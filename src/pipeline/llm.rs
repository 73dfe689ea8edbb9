//! Summarisation: one chat completion per document.
//!
//! All prompt wording lives in [`crate::prompts`]; this module owns provider
//! resolution, the timeout, and the optional retry loop.
//!
//! ## Retry Strategy
//!
//! The default is a single attempt (`max_retries = 0`): a failed call is
//! reported to the user, who can upload again. When retries are enabled the
//! wait doubles per attempt (`retry_backoff_ms * 2^(attempt-1)`), so 500 ms
//! base and 3 retries waits 500 ms → 1 s → 2 s.

use crate::config::PipelineConfig;
use crate::error::PipelineError;
use crate::output::Summary;
use crate::prompts::{document_message, SUMMARY_PROMPT};
use async_trait::async_trait;
use edgequake_llm::{ChatMessage, CompletionOptions, LLMProvider, ProviderFactory};
use std::sync::Arc;
use std::time::Instant;
use tokio::time::{sleep, timeout, Duration};
use tracing::{debug, info, warn};

/// Default model when none is configured.
pub const DEFAULT_MODEL: &str = "gpt-4.1-nano";

/// Turns document text into a patient-facing summary.
///
/// The controller only depends on this trait, so tests can count calls
/// without a network.
#[async_trait]
pub trait Summarize: Send + Sync {
    /// Summarise `text`. Empty or whitespace-only text is rejected with
    /// [`PipelineError::EmptyText`] before any model call.
    async fn summarize(&self, text: &str) -> Result<Summary, PipelineError>;
}

/// Reject text that would produce a meaningless model call.
pub fn validate_text(text: &str) -> Result<&str, PipelineError> {
    let trimmed = text.trim();
    if trimmed.is_empty() {
        Err(PipelineError::EmptyText)
    } else {
        Ok(trimmed)
    }
}

/// [`Summarize`] backed by an edgequake-llm provider.
pub struct SummarizationClient {
    provider: Arc<dyn LLMProvider>,
    prompt: String,
    options: CompletionOptions,
    timeout: Duration,
    max_retries: u32,
    retry_backoff_ms: u64,
}

impl std::fmt::Debug for SummarizationClient {
    fn fmt(&self, f: &mut std::fmt::Formatter<'_>) -> std::fmt::Result {
        f.debug_struct("SummarizationClient")
            .field("timeout", &self.timeout)
            .field("max_retries", &self.max_retries)
            .finish_non_exhaustive()
    }
}

impl SummarizationClient {
    pub fn new(provider: Arc<dyn LLMProvider>, config: &PipelineConfig) -> Self {
        Self {
            provider,
            prompt: config
                .summary_prompt
                .clone()
                .unwrap_or_else(|| SUMMARY_PROMPT.to_string()),
            options: build_options(config),
            timeout: Duration::from_secs(config.api_timeout_secs),
            max_retries: config.max_retries,
            retry_backoff_ms: config.retry_backoff_ms,
        }
    }

    /// Resolve the provider from `config` and the environment.
    pub async fn from_config(config: &PipelineConfig) -> Result<Self, PipelineError> {
        let provider = resolve_provider(config).await?;
        Ok(Self::new(provider, config))
    }

    async fn call_once(&self, messages: &[ChatMessage]) -> Result<Summary, PipelineError> {
        let start = Instant::now();
        let response = timeout(self.timeout, self.provider.chat(messages, Some(&self.options)))
            .await
            .map_err(|_| PipelineError::UpstreamTimeout {
                secs: self.timeout.as_secs(),
            })?
            .map_err(|e| PipelineError::UpstreamUnavailable {
                message: e.to_string(),
            })?;

        let text = response.content.trim().to_string();
        if text.is_empty() {
            return Err(PipelineError::UpstreamUnavailable {
                message: "model returned an empty summary".into(),
            });
        }

        let duration = start.elapsed();
        debug!(
            "Summary: {} input tokens, {} output tokens, {:?}",
            response.prompt_tokens, response.completion_tokens, duration
        );

        Ok(Summary {
            text,
            input_tokens: response.prompt_tokens,
            output_tokens: response.completion_tokens,
            duration_ms: duration.as_millis() as u64,
        })
    }
}

#[async_trait]
impl Summarize for SummarizationClient {
    async fn summarize(&self, text: &str) -> Result<Summary, PipelineError> {
        let text = validate_text(text)?;
        let messages = vec![
            ChatMessage::system(self.prompt.as_str()),
            ChatMessage::user(document_message(text).as_str()),
        ];

        info!("Requesting summary for {} chars", text.len());
        let mut last_err = None;

        for attempt in 0..=self.max_retries {
            if attempt > 0 {
                let backoff = backoff_ms(self.retry_backoff_ms, attempt);
                warn!(
                    "Summary: retry {}/{} after {}ms",
                    attempt, self.max_retries, backoff
                );
                sleep(Duration::from_millis(backoff)).await;
            }

            match self.call_once(&messages).await {
                Ok(summary) => return Ok(summary),
                Err(e) => {
                    warn!("Summary: attempt {} failed — {}", attempt + 1, e);
                    last_err = Some(e);
                }
            }
        }

        Err(last_err.unwrap_or_else(|| PipelineError::UpstreamUnavailable {
            message: "no attempt was made".into(),
        }))
    }
}

/// Wait before retry `attempt` (1-based), saturating instead of overflowing.
fn backoff_ms(base: u64, attempt: u32) -> u64 {
    base.saturating_mul(2u64.saturating_pow(attempt.saturating_sub(1)))
}

fn build_options(config: &PipelineConfig) -> CompletionOptions {
    CompletionOptions {
        temperature: Some(config.temperature),
        max_tokens: Some(config.max_tokens),
        ..Default::default()
    }
}

fn create_provider(provider_name: &str, model: &str) -> Result<Arc<dyn LLMProvider>, PipelineError> {
    ProviderFactory::create_llm_provider(provider_name, model).map_err(|e| {
        PipelineError::ProviderNotConfigured {
            provider: provider_name.to_string(),
            hint: format!("{e}"),
        }
    })
}

/// Resolve the LLM provider, from most-specific to least-specific:
///
/// 1. `config.provider`, used as-is
/// 2. `config.provider_name` plus `config.model`
/// 3. `EDGEQUAKE_LLM_PROVIDER` + `EDGEQUAKE_MODEL` when both are set
/// 4. OpenAI when `OPENAI_API_KEY` is set
/// 5. [`ProviderFactory::from_env`] auto-detection
pub async fn resolve_provider(
    config: &PipelineConfig,
) -> Result<Arc<dyn LLMProvider>, PipelineError> {
    if let Some(ref provider) = config.provider {
        return Ok(Arc::clone(provider));
    }

    if let Some(ref name) = config.provider_name {
        let model = config.model.as_deref().unwrap_or(DEFAULT_MODEL);
        return create_provider(name, model);
    }

    if let (Ok(prov), Ok(model)) = (
        std::env::var("EDGEQUAKE_LLM_PROVIDER"),
        std::env::var("EDGEQUAKE_MODEL"),
    ) {
        if !prov.is_empty() && !model.is_empty() {
            return create_provider(&prov, &model);
        }
    }

    if let Ok(openai_key) = std::env::var("OPENAI_API_KEY") {
        if !openai_key.is_empty() {
            let model = config.model.as_deref().unwrap_or(DEFAULT_MODEL);
            return create_provider("openai", model);
        }
    }

    let (llm_provider, _embedding) =
        ProviderFactory::from_env().map_err(|e| PipelineError::ProviderNotConfigured {
            provider: "auto".to_string(),
            hint: format!(
                "No LLM provider could be auto-detected from environment.\n\
                Set OPENAI_API_KEY, ANTHROPIC_API_KEY, or configure a provider.\n\
                Error: {}",
                e
            ),
        })?;

    Ok(llm_provider)
}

..........

Give a word-for-word copy of the records.

filename src/pipeline/llm.rs
repository 73dfe689ea8edbb9
//! Summarisation: one chat completion per document.
//!
//! All prompt wording lives in [`crate::prompts`]; this module owns provider
//! resolution, the timeout, and the optional retry loop.
//!
//! ## Retry Strategy
//!
//! The default is a single attempt (`max_retries = 0`): a failed call is
//! reported to the user, who can upload again. When retries are enabled the
//! wait doubles per attempt (`retry_backoff_ms * 2^(attempt-1)`), so 500 ms
//! base and 3 retries waits 500 ms → 1 s → 2 s.

use crate::config::PipelineConfig;
use crate::error::PipelineError;
use crate::output::Summary;
use crate::prompts::{document_message, SUMMARY_PROMPT};
use async_trait::async_trait;
use edgequake_llm::{ChatMessage, CompletionOptions, LLMProvider, ProviderFactory};
use std::sync::Arc;
use std::time::Instant;
use tokio::time::{sleep, timeout, Duration};
use tracing::{debug, info, warn};

/// Default model when none is configured.
pub const DEFAULT_MODEL: &str = "gpt-4.1-nano";

/// Turns document text into a patient-facing summary.
///
/// The controller only depends on this trait, so tests can count calls
/// without a network.
#[async_trait]
pub trait Summarize: Send + Sync {
    /// Summarise `text`. Empty or whitespace-only text is rejected with
    /// [`PipelineError::EmptyText`] before any model call.
    async fn summarize(&self, text: &str) -> Result<Summary, PipelineError>;
}

/// Reject text that would produce a meaningless model call.
pub fn validate_text(text: &str) -> Result<&str, PipelineError> {
    let trimmed = text.trim();
    if trimmed.is_empty() {
        Err(PipelineError::EmptyText)
    } else {
        Ok(trimmed)
    }
}

/// [`Summarize`] backed by an edgequake-llm provider.
pub struct SummarizationClient {
    provider: Arc<dyn LLMProvider>,
    prompt: String,
    options: CompletionOptions,
    timeout: Duration,
    max_retries: u32,
    retry_backoff_ms: u64,
}

impl std::fmt::Debug for SummarizationClient {
    fn fmt(&self, f: &mut std::fmt::Formatter<'_>) -> std::fmt::Result {
        f.debug_struct("SummarizationClient")
            .field("timeout", &self.timeout)
            .field("max_retries", &self.max_retries)
            .finish_non_exhaustive()
    }
}

impl SummarizationClient {
    pub fn new(provider: Arc<dyn LLMProvider>, config: &PipelineConfig) -> Self {
        Self {
            provider,
            prompt: config
                .summary_prompt
                .clone()
                .unwrap_or_else(|| SUMMARY_PROMPT.to_string()),
            options: build_options(config),
            timeout: Duration::from_secs(config.api_timeout_secs),
            max_retries: config.max_retries,
            retry_backoff_ms: config.retry_backoff_ms,
        }
    }

    /// Resolve the provider from `config` and the environment.
    pub async fn from_config(config: &PipelineConfig) -> Result<Self, PipelineError> {
        let provider = resolve_provider(config).await?;
        Ok(Self::new(provider, config))
    }

    async fn call_once(&self, messages: &[ChatMessage]) -> Result<Summary, PipelineError> {
        let start = Instant::now();
        let response = timeout(self.timeout, self.provider.chat(messages, Some(&self.options)))
            .await
            .map_err(|_| PipelineError::UpstreamTimeout {
                secs: self.timeout.as_secs(),
            })?
            .map_err(|e| PipelineError::UpstreamUnavailable {
                message: e.to_string(),
            })?;

        let text = response.content.trim().to_string();
        if text.is_empty() {
            return Err(PipelineError::UpstreamUnavailable {
                message: "model returned an empty summary".into(),
            });
        }

        let duration = start.elapsed();
        debug!(
            "Summary: {} input tokens, {} output tokens, {:?}",
            response.prompt_tokens, response.completion_tokens, duration
        );

        Ok(Summary {
            text,
            input_tokens: response.prompt_tokens,
            output_tokens: response.completion_tokens,
            duration_ms: duration.as_millis() as u64,
        })
    }
}

#[async_trait]
impl Summarize for SummarizationClient {
    async fn summarize(&self, text: &str) -> Result<Summary, PipelineError> {
        let text = validate_text(text)?;
        let messages = vec![
            ChatMessage::system(self.prompt.as_str()),
            ChatMessage::user(document_message(text).as_str()),
        ];

        info!("Requesting summary for {} chars", text.len());
        let mut last_err = None;

        for attempt in 0..=self.max_retries {
            if attempt > 0 {
                let backoff = backoff_ms(self.retry_backoff_ms, attempt);
                warn!(
                    "Summary: retry {}/{} after {}ms",
                    attempt, self.max_retries, backoff
                );
                sleep(Duration::from_millis(backoff)).await;
            }

            match self.call_once(&messages).await {
                Ok(summary) => return Ok(summary),
                Err(e) => {
                    warn!("Summary: attempt {} failed — {}", attempt + 1, e);
                    last_err = Some(e);
                }
            }
        }

        Err(last_err.unwrap_or_else(|| PipelineError::UpstreamUnavailable {
            message: "no attempt was made".into(),
        }))
    }
}

/// Wait before retry `attempt` (1-based), saturating instead of overflowing.
fn backoff_ms(base: u64, attempt: u32) -> u64 {
    base.saturating_mul(2u64.saturating_pow(attempt.saturating_sub(1)))
}

fn build_options(config: &PipelineConfig) -> CompletionOptions {
    CompletionOptions {
        temperature: Some(config.temperature),
        max_tokens: Some(config.max_tokens),
        ..Default::default()
    }
}

fn create_provider(provider_name: &str, model: &str) -> Result<Arc<dyn LLMProvider>, PipelineError> {
    ProviderFactory::create_llm_provider(provider_name, model).map_err(|e| {
        PipelineError::ProviderNotConfigured {
            provider: provider_name.to_string(),
            hint: format!("{e}"),
        }
    })
}

/// Resolve the LLM provider, from most-specific to least-specific:
///
/// 1. `config.provider`, used as-is
/// 2. `config.provider_name` plus `config.model`
/// 3. `EDGEQUAKE_LLM_PROVIDER` + `EDGEQUAKE_MODEL` when both are set
/// 4. OpenAI when `OPENAI_API_KEY` is set
/// 5. [`ProviderFactory::from_env`] auto-detection
pub async fn resolve_provider(
    config: &PipelineConfig,
) -> Result<Arc<dyn LLMProvider>, PipelineError> {
    if let Some(ref provider) = config.provider {
        return Ok(Arc::clone(provider));
    }

    if let Some(ref name) = config.provider_name {
        let model = config.model.as_deref().unwrap_or(DEFAULT_MODEL);
        return create_provider(name, model);
    }

    if let (Ok(prov), Ok(model)) = (
        std::env::var("EDGEQUAKE_LLM_PROVIDER"),
        std::env::var("EDGEQUAKE_MODEL"),
    ) {
        if !prov.is_empty() && !model.is_empty() {
            return create_provider(&prov, &model);
        }
    }

    if let Ok(openai_key) = std::env::var("OPENAI_API_KEY") {
        if !openai_key.is_empty() {
            let model = config.model.as_deref().unwrap_or(DEFAULT_MODEL);
            return create_provider("openai", model);
        }
    }

    let (llm_provider, _embedding) =
        ProviderFactory::from_env().map_err(|e| PipelineError::ProviderNotConfigured {
            provider: "auto".to_string(),
            hint: format!(
                "No LLM provider could be auto-detected from environment.\n\
                Set OPENAI_API_KEY, ANTHROPIC_API_KEY, or configure a provider.\n\
                Error: {}",
                e
            ),
        })?;

    Ok(llm_provider)
}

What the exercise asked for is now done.